**INFORMATION**
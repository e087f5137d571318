//! Tether Core
//!
//! Shared-object registry linking native Rust objects to their script-side
//! proxies through opaque integer handles:
//! - Handle allocation (monotonic, never reused)
//! - Pair table and registry facade (thread-safe register/lookup/release)
//! - Lifecycle hook (exactly-once teardown across both domains)
//! - Process-wide host with per-runtime invalidation queues

mod allocator;
mod config;
mod error;
mod handle;
mod invalidation;
mod lifecycle;
mod pair;
mod registry;
mod shared_object;
mod table;

pub mod host;

pub use allocator::HandleAllocator;
pub use config::RegistryConfig;
pub use error::RegistryError;
pub use handle::{Handle, MAX_HANDLE};
pub use host::{Host, RuntimeAttachment, TeardownReport};
pub use invalidation::InvalidationQueue;
pub use lifecycle::{LifecycleHook, NativeDomain, ScriptDomain};
pub use pair::{ObjectPair, Side};
pub use registry::Registry;
pub use shared_object::{NativeRef, RuntimeId, ScriptRef, SharedObject};

/// Crate version
pub const VERSION: &str = env!("CARGO_PKG_VERSION");
//! Tether Metrics - Counters for registry diagnostics
//!
//! Provides zero-cost abstractions for metrics collection that completely
//! vanish in production builds via feature flags.
//!
//! # Feature Flags
//!
//! - `metrics` - Enable metrics collection (default: disabled)
//!
//! # Usage
//!
//! ```ignore
//! use tether_metrics::Counter;
//!
//! let counter = Counter::new();
//! counter.increment("registered", 1);
//! println!("registered: {}", counter.get("registered"));
//! ```
//!
//! In production builds (without `metrics` feature), all instrumentation
//! is compiled out to zero overhead.

#[cfg(feature = "metrics")]
mod counter;

#[cfg(feature = "metrics")]
pub use counter::Counter;

// ============================================================================
// No-op stubs when metrics disabled
// ============================================================================

#[cfg(not(feature = "metrics"))]
#[derive(Debug, Default)]
pub struct Counter;

#[cfg(not(feature = "metrics"))]
impl Counter {
    pub fn new() -> Self { Self }
    pub fn increment(&self, _name: &'static str, _value: usize) {}
    pub fn set(&self, _name: &'static str, _value: usize) {}
    pub fn get(&self, _name: &str) -> usize { 0 }
    pub fn reset(&self, _name: &'static str) {}
    pub fn reset_all(&self) {}
    pub fn snapshot(&self) -> Vec<(&'static str, usize)> { Vec::new() }
}

#[cfg(test)]
mod tests {
    #[test]
    fn test_counter_usable_through_shared_ref() {
        // Same API with and without the metrics feature
        let counter = super::Counter::new();
        counter.increment("registered", 2);
        counter.set("released", 5);
        let _ = counter.get("registered");
        let _ = counter.snapshot();
        counter.reset("released");
        assert_eq!(counter.get("released"), 0);
        counter.reset_all();
        assert_eq!(counter.get("registered"), 0);
    }
}
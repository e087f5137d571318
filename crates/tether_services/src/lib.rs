//! Tether Services Layer
//!
//! Host-level services: settings loading and validation.

pub mod settings;

pub use settings::{LoggingSettings, Settings, SettingsError};
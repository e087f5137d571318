use thiserror::Error;

/// Errors raised by the registry and the process-wide host.
///
/// A missing handle is not an error: lookups and releases report it as
/// `None`, since stale handles are routine when two domains tear down
/// independently.
#[derive(Debug, Error, Clone, PartialEq, Eq)]
pub enum RegistryError {
    #[error("handle space exhausted: {ceiling} handles already issued")]
    HandleSpaceExhausted { ceiling: u64 },

    #[error("invalid registry config: {reason}")]
    InvalidConfig { reason: String },

    #[error("shared object host is already initialized")]
    AlreadyInitialized,

    #[error("shared object host is not initialized")]
    NotInitialized,

    #[error("shared object host has been shut down")]
    ShutDown,
}
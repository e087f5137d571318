//! FFI layer between Rust and scripts
//!
//! Handles cross into JavaScript as plain numbers, so only values that a
//! double can hold exactly are allowed through.

use tether_core::Handle;

/// Largest integer a JavaScript number represents exactly (2^53 - 1).
pub const MAX_SAFE_INTEGER: u64 = (1 << 53) - 1;

/// Handle as seen by script code.
#[derive(Debug, Copy, Clone, PartialEq)]
pub struct ScriptHandle(pub f64);

impl ScriptHandle {
    /// Sentinel written into invalidated proxies.
    pub const NONE: ScriptHandle = ScriptHandle(0.0);

    /// Convert back to a registry handle. Anything that is not an exact
    /// positive safe integer maps to `None`.
    pub fn to_handle(self) -> Option<Handle> {
        let value = self.0;
        if !value.is_finite() || value.fract() != 0.0 {
            return None;
        }
        if value < 1.0 || value > MAX_SAFE_INTEGER as f64 {
            return None;
        }
        Handle::from_raw(value as u64)
    }
}

impl TryFrom<Handle> for ScriptHandle {
    type Error = Handle;

    /// Fails for handles above [`MAX_SAFE_INTEGER`], returning the handle.
    fn try_from(handle: Handle) -> Result<Self, Self::Error> {
        if handle.get() > MAX_SAFE_INTEGER {
            return Err(handle);
        }
        Ok(ScriptHandle(handle.get() as f64))
    }
}
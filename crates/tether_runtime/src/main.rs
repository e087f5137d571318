//! Tether Host Runtime
//!
//! Boots the process-wide shared object host, mirrors a few native objects
//! into a QuickJS runtime, exercises both teardown directions and shuts the
//! host down again.
//!
//! Usage: `tether [settings.json]` (defaults to `tether.json`, optional)

use anyhow::Result;
use std::path::PathBuf;
use std::sync::Arc;
use std::thread;
use tether_core::{Handle, Host, SharedObject, Side};
use tether_script::{rquickjs, ScriptRuntime};
use tether_services::Settings;

/// Stand-in for a native resource owned by the host application.
struct Resource {
    name: &'static str,
}

impl SharedObject for Resource {
    fn type_name(&self) -> &'static str {
        "Resource"
    }

    fn on_release(&self, handle: Handle) {
        tracing::info!(%handle, name = self.name, "native resource released by script side");
    }
}

fn main() -> Result<()> {
    let settings_path = std::env::args_os()
        .nth(1)
        .map(PathBuf::from)
        .unwrap_or_else(|| PathBuf::from("tether.json"));
    let settings = Settings::load_or_default(&settings_path)?;

    // Initialize logging
    tracing_subscriber::fmt()
        .with_max_level(settings.logging.max_level()?)
        .init();

    tracing::info!("Tether v{}", tether_core::VERSION);
    let host = tether_core::host::init(&settings.registry)?;

    run_script(&host)?;

    for (name, value) in host.registry().counters().snapshot() {
        tracing::info!(name, value, "registry counter");
    }
    let report = tether_core::host::teardown()?;
    tracing::info!(
        released = report.released,
        issued = report.issued,
        "shared object host torn down"
    );
    Ok(())
}

fn run_script(host: &Arc<Host>) -> Result<()> {
    let runtime = ScriptRuntime::new(Arc::clone(host))?;

    // Inject print() so scripts can log
    runtime.context.with(|ctx| {
        let print_fn = rquickjs::Function::new(ctx.clone(), |msg: String| {
            tracing::info!("[JS] {}", msg);
        })?;
        ctx.globals().set("print", print_fn)?;
        Ok::<_, rquickjs::Error>(())
    })?;

    runtime.wrap_global("config", Arc::new(Resource { name: "config" }))?;
    let socket = runtime.wrap_global("socket", Arc::new(Resource { name: "socket" }))?;
    runtime.wrap_global("cache", Arc::new(Resource { name: "cache" }))?;
    tracing::info!(live = host.registry().len(), "native objects mirrored");

    // Script side lets go of one object
    runtime.execute(
        r#"
        print(config.typeName + " handle " + config.handle);
        print("released config: " + config.release());
        print("released config again: " + config.release());
        "#,
    )?;

    // Native side destroys another, e.g. from an I/O completion thread
    let native_side = {
        let host = Arc::clone(host);
        thread::spawn(move || host.on_side_destroyed(socket, Side::Native))
    };
    let destroyed = native_side.join().unwrap_or(false);
    tracing::info!(%socket, destroyed, "native side destroyed socket");

    runtime.execute(
        r#"
        print("socket alive: " + socket.isAlive() + ", handle " + socket.handle);
        print("released socket: " + socket.release());
        "#,
    )?;

    // Script drops its last reference; the collector finalizes the proxy
    runtime.wrap_global("scratch", Arc::new(Resource { name: "scratch" }))?;
    runtime.execute("delete globalThis.scratch; undefined")?;
    let collected = runtime.collect_garbage()?;
    tracing::info!(collected, "collected unreachable proxies");

    // `cache` is still live; dropping the runtime releases it
    tracing::info!(live = host.registry().len(), "dropping script runtime");
    drop(runtime);
    tracing::info!(live = host.registry().len(), "script runtime dropped");
    Ok(())
}
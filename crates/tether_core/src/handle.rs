//! Opaque handle naming a live native/script object pair
//!
//! Handles are plain integers so they can travel into the script domain as a
//! number property. Zero is reserved as "no handle".

use std::fmt;
use std::num::NonZeroU64;

/// Largest handle the registry will ever issue (63 usable bits).
pub const MAX_HANDLE: u64 = i64::MAX as u64;

/// Handle shared by both halves of an object pair.
///
/// Backed by a `NonZeroU64`, so `Option<Handle>` is the same size as a `u64`
/// and the reserved zero can never be constructed.
#[derive(Debug, Copy, Clone, PartialEq, Eq, PartialOrd, Ord, Hash)]
pub struct Handle(NonZeroU64);

impl Handle {
    /// Wrap a raw value, rejecting the reserved zero and anything above
    /// [`MAX_HANDLE`].
    pub fn from_raw(raw: u64) -> Option<Self> {
        if raw > MAX_HANDLE {
            return None;
        }
        NonZeroU64::new(raw).map(Self)
    }

    /// Return the raw value backing this handle.
    #[inline]
    pub fn get(self) -> u64 {
        self.0.get()
    }
}

impl fmt::Display for Handle {
    fn fmt(&self, f: &mut fmt::Formatter<'_>) -> fmt::Result {
        write!(f, "#{}", self.0)
    }
}

impl From<Handle> for u64 {
    fn from(handle: Handle) -> Self {
        handle.get()
    }
}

**TASK STATEMENT**
Search the records for the word "snapshot" and copy every line where it occurs.

**ANSWER SECTION**
    pub fn snapshot(&self) -> Vec<(&'static str, usize)> { Vec::new() }
        let _ = counter.snapshot();
    for (name, value) in host.registry().counters().snapshot() {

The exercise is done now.